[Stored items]
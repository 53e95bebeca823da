//! # Dialogue Signals
//!
//! Dialogue actors end a stage by appending a fixed marker line to their own
//! output. This module is the only place that reads those markers.

use serde::{Deserialize, Serialize};

/// Completion signal found in a dialogue actor's output
#[derive(Debug, Clone, Copy, PartialEq, Eq, Serialize, Deserialize)]
#[serde(rename_all = "snake_case")]
pub enum DialogueSignal {
    /// Still mid-dialogue, wait for the next user turn
    None,
    /// Interview finished, ask the user to confirm the summary
    MiningComplete,
    /// User asked for changes, run the actor again
    RevisionRequested,
    /// User confirmed the summary, hand off to the auditor
    UserConfirmed,
}

/// Marker strings emitted by one dialogue actor
#[derive(Debug, Clone, Copy, PartialEq, Eq)]
pub struct SignalMarkers {
    pub mining_complete: &'static str,
    pub revision_requested: &'static str,
    pub user_confirmed: &'static str,
}

impl SignalMarkers {
    pub const DISCOVERY: SignalMarkers = SignalMarkers {
        mining_complete: "[Discovery_Expert] 需求挖掘已完成",
        revision_requested: "[Discovery_Expert] 用户要求修改",
        user_confirmed: "[Discovery_Expert] 用户已确认",
    };

    pub const RESEARCH: SignalMarkers = SignalMarkers {
        mining_complete: "[Market_Researcher] 调研访谈已完成",
        revision_requested: "[Market_Researcher] 用户要求修改",
        user_confirmed: "[Market_Researcher] 用户已确认",
    };

    fn all(&self) -> [&'static str; 3] {
        [
            self.mining_complete,
            self.revision_requested,
            self.user_confirmed,
        ]
    }
}

/// Map raw actor output to a signal.
///
/// Checked in order: mining complete, revision requested, user confirmed.
/// An output carrying several markers resolves to the first one in that order.
pub fn detect_signal(text: &str, markers: &SignalMarkers) -> DialogueSignal {
    if text.contains(markers.mining_complete) {
        DialogueSignal::MiningComplete
    } else if text.contains(markers.revision_requested) {
        DialogueSignal::RevisionRequested
    } else if text.contains(markers.user_confirmed) {
        DialogueSignal::UserConfirmed
    } else {
        DialogueSignal::None
    }
}

/// Remove every marker from `text` and trim the result.
pub fn strip_markers(text: &str, markers: &SignalMarkers) -> String {
    markers
        .all()
        .iter()
        .fold(text.to_string(), |acc, marker| acc.replace(marker, ""))
        .trim()
        .to_string()
}

/// Strips markers from streamed fragments before they are relayed.
///
/// A marker may arrive split across fragments, so any tail that could still
/// grow into a marker is held back until the next fragment, along with the
/// whitespace in front of it.
#[derive(Debug)]
pub struct MarkerFilter {
    markers: SignalMarkers,
    pending: String,
}

impl MarkerFilter {
    pub fn new(markers: SignalMarkers) -> Self {
        Self {
            markers,
            pending: String::new(),
        }
    }

    /// Feed one fragment; returns the text that is safe to relay now.
    pub fn push(&mut self, fragment: &str) -> String {
        self.pending.push_str(fragment);
        let cleaned = self
            .markers
            .all()
            .iter()
            .fold(std::mem::take(&mut self.pending), |acc, marker| {
                acc.replace(marker, "")
            });

        let held = self.partial_marker_start(&cleaned);
        let cut = cleaned[..held].trim_end().len();
        self.pending = cleaned[cut..].to_string();
        cleaned[..cut].to_string()
    }

    /// Text still held back once the stream has ended
    pub fn finish(self) -> String {
        self.pending.trim_end().to_string()
    }

    /// Byte offset of the longest suffix of `text` that is a proper prefix
    /// of some marker; `text.len()` when there is none.
    fn partial_marker_start(&self, text: &str) -> usize {
        let markers = self.markers.all();
        text.char_indices()
            .map(|(i, _)| i)
            .find(|&i| {
                let tail = &text[i..];
                markers
                    .iter()
                    .any(|m| m.len() > tail.len() && m.starts_with(tail))
            })
            .unwrap_or(text.len())
    }
}

#[cfg(test)]
mod tests {
    use super::*;

    #[test]
    fn test_no_marker_is_none() {
        let text = "请问您的目标用户是谁？";
        assert_eq!(
            detect_signal(text, &SignalMarkers::DISCOVERY),
            DialogueSignal::None
        );
    }

    #[test]
    fn test_each_marker() {
        let m = SignalMarkers::DISCOVERY;
        assert_eq!(
            detect_signal("总结...\n[Discovery_Expert] 需求挖掘已完成", &m),
            DialogueSignal::MiningComplete
        );
        assert_eq!(
            detect_signal("[Discovery_Expert] 用户要求修改", &m),
            DialogueSignal::RevisionRequested
        );
        assert_eq!(
            detect_signal("好的。[Discovery_Expert] 用户已确认", &m),
            DialogueSignal::UserConfirmed
        );
    }

    #[test]
    fn test_markers_are_phase_specific() {
        let text = "[Discovery_Expert] 用户已确认";
        assert_eq!(
            detect_signal(text, &SignalMarkers::RESEARCH),
            DialogueSignal::None
        );
    }

    #[test]
    fn test_precedence_when_several_markers_present() {
        let m = SignalMarkers::DISCOVERY;
        let text = format!("{}\n{}", m.user_confirmed, m.mining_complete);
        assert_eq!(detect_signal(&text, &m), DialogueSignal::MiningComplete);
    }

    #[test]
    fn test_strip_markers() {
        let m = SignalMarkers::RESEARCH;
        let text = format!("竞品 A、B 的对比如下。\n{}", m.mining_complete);
        assert_eq!(strip_markers(&text, &m), "竞品 A、B 的对比如下。");
        assert!(strip_markers(m.user_confirmed, &m).is_empty());
    }

    fn relay(fragments: &[&str], markers: SignalMarkers) -> Vec<String> {
        let mut filter = MarkerFilter::new(markers);
        let mut relayed: Vec<String> = fragments
            .iter()
            .map(|f| filter.push(f))
            .filter(|t| !t.is_empty())
            .collect();
        let rest = filter.finish();
        if !rest.is_empty() {
            relayed.push(rest);
        }
        relayed
    }

    #[test]
    fn test_filter_holds_back_split_marker() {
        let relayed = relay(
            &["总结\n[Discovery_Expert] 需求", "挖掘已完成"],
            SignalMarkers::DISCOVERY,
        );
        assert_eq!(relayed, vec!["总结"]);
    }

    #[test]
    fn test_filter_passes_plain_fragments() {
        let relayed = relay(&["你好，", "请问目标用户是谁？"], SignalMarkers::DISCOVERY);
        assert_eq!(relayed, vec!["你好，", "请问目标用户是谁？"]);
    }

    #[test]
    fn test_filter_releases_false_start() {
        let relayed = relay(&["参考 [Disc", "ord] 社区"], SignalMarkers::DISCOVERY);
        assert_eq!(relayed.concat(), "参考 [Discord] 社区");
    }

    #[test]
    fn test_filter_flushes_unfinished_prefix() {
        let relayed = relay(&["结尾 [Market"], SignalMarkers::RESEARCH);
        assert_eq!(relayed, vec!["结尾", " [Market"]);
    }
}
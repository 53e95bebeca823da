//! # JSON Extractor
//!
//! Pulls the first balanced `{...}` block out of noisy model output.
//! Every structured role output (audit reports, route decisions, admission
//! verdicts, archive commands) goes through [`extract_json`].

use serde::de::DeserializeOwned;
use serde_json::{Map, Value};

/// Byte range of the first top-level object, found by brace counting.
///
/// Braces inside JSON strings are counted too, so an object whose string
/// values contain unbalanced braces is cut short and fails to parse.
fn find_json_bounds(text: &str) -> Option<(usize, usize)> {
    let start = text.find('{')?;
    let mut depth = 0usize;
    for (i, c) in text[start..].char_indices() {
        match c {
            '{' => depth += 1,
            '}' => {
                depth -= 1;
                if depth == 0 {
                    return Some((start, start + i + 1));
                }
            }
            _ => {}
        }
    }
    None
}

/// Extract the first complete JSON object embedded in `text`.
///
/// Returns an empty map when there is no `{`, the braces never balance, or
/// the candidate does not parse as an object. Never panics.
pub fn extract_json(text: &str) -> Map<String, Value> {
    let Some((start, end)) = find_json_bounds(text) else {
        return Map::new();
    };

    match serde_json::from_str::<Value>(&text[start..end]) {
        Ok(Value::Object(map)) => map,
        Ok(_) => Map::new(),
        Err(e) => {
            tracing::warn!(error = %e, "Failed to parse embedded JSON object");
            Map::new()
        }
    }
}

/// Extract the first JSON object and deserialize it into `T`.
pub fn extract_as<T: DeserializeOwned>(text: &str) -> Option<T> {
    let map = extract_json(text);
    if map.is_empty() {
        return None;
    }
    serde_json::from_value(Value::Object(map)).ok()
}
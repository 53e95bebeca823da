//! # Document Loader
//!
//! Read-only access to archived artifacts by explicit path or by keyword.

use std::path::Path;
use std::time::SystemTime;
use walkdir::WalkDir;

/// Load a document by path. Missing or unreadable files yield `None`.
pub fn load_by_path(path: &Path) -> Option<String> {
    if !path.is_file() {
        tracing::warn!(path = %path.display(), "Document not found");
        return None;
    }
    match std::fs::read_to_string(path) {
        Ok(content) => Some(content),
        Err(e) => {
            tracing::warn!(path = %path.display(), error = %e, "Failed to read document");
            None
        }
    }
}

/// Content of the most recently modified `.md` file in `dir` whose name
/// contains any of `keywords` (case-insensitive). Subdirectories are not
/// searched.
pub fn find_latest(dir: &Path, keywords: &[&str]) -> Option<String> {
    if !dir.is_dir() {
        return None;
    }

    let keywords: Vec<String> = keywords.iter().map(|k| k.to_lowercase()).collect();
    let mut newest: Option<(SystemTime, std::path::PathBuf)> = None;

    for entry in WalkDir::new(dir)
        .min_depth(1)
        .max_depth(1)
        .into_iter()
        .filter_map(|e| e.ok())
    {
        if !entry.file_type().is_file() {
            continue;
        }
        let name = entry.file_name().to_string_lossy().to_lowercase();
        if !name.ends_with(".md") || !keywords.iter().any(|k| name.contains(k)) {
            continue;
        }
        let modified = entry
            .metadata()
            .ok()
            .and_then(|m| m.modified().ok())
            .unwrap_or(SystemTime::UNIX_EPOCH);

        if newest.as_ref().map_or(true, |(t, _)| modified > *t) {
            newest = Some((modified, entry.into_path()));
        }
    }

    let (_, path) = newest?;
    tracing::debug!(path = %path.display(), "Latest matching document");
    load_by_path(&path)
}

#[cfg(test)]
mod tests {
    use super::*;
    use std::fs::{self, File};
    use std::time::Duration;

    fn write_with_mtime(path: &Path, content: &str, secs: u64) {
        fs::write(path, content).unwrap();
        let file = File::options().write(true).open(path).unwrap();
        file.set_modified(SystemTime::UNIX_EPOCH + Duration::from_secs(secs))
            .unwrap();
    }

    #[test]
    fn test_load_by_path() {
        let dir = tempfile::tempdir().unwrap();
        let path = dir.path().join("PRD_v1.md");
        fs::write(&path, "# PRD").unwrap();

        assert_eq!(load_by_path(&path).as_deref(), Some("# PRD"));
        assert!(load_by_path(&dir.path().join("missing.md")).is_none());
    }

    #[test]
    fn test_find_latest_picks_newest_match() {
        let dir = tempfile::tempdir().unwrap();
        write_with_mtime(&dir.path().join("PRD_v1.md"), "old", 1_000);
        write_with_mtime(&dir.path().join("prd_v2.md"), "new", 2_000);
        write_with_mtime(&dir.path().join("research.md"), "newest", 3_000);
        write_with_mtime(&dir.path().join("PRD_v3.txt"), "ignored", 4_000);

        let latest = find_latest(dir.path(), &["prd", "discovery"]);
        assert_eq!(latest.as_deref(), Some("new"));
    }

    #[test]
    fn test_find_latest_without_match() {
        let dir = tempfile::tempdir().unwrap();
        fs::write(dir.path().join("notes.md"), "x").unwrap();

        assert!(find_latest(dir.path(), &["prd"]).is_none());
        assert!(find_latest(&dir.path().join("absent"), &["prd"]).is_none());
    }
}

*WORK TASK:* Write out every line of the data that holds the word "的对比如下".

*SOLUTION BELOW:*
        let text = format!("竞品 A、B 的对比如下。\n{}", m.mining_complete);
        assert_eq!(strip_markers(&text, &m), "竞品 A、B 的对比如下。");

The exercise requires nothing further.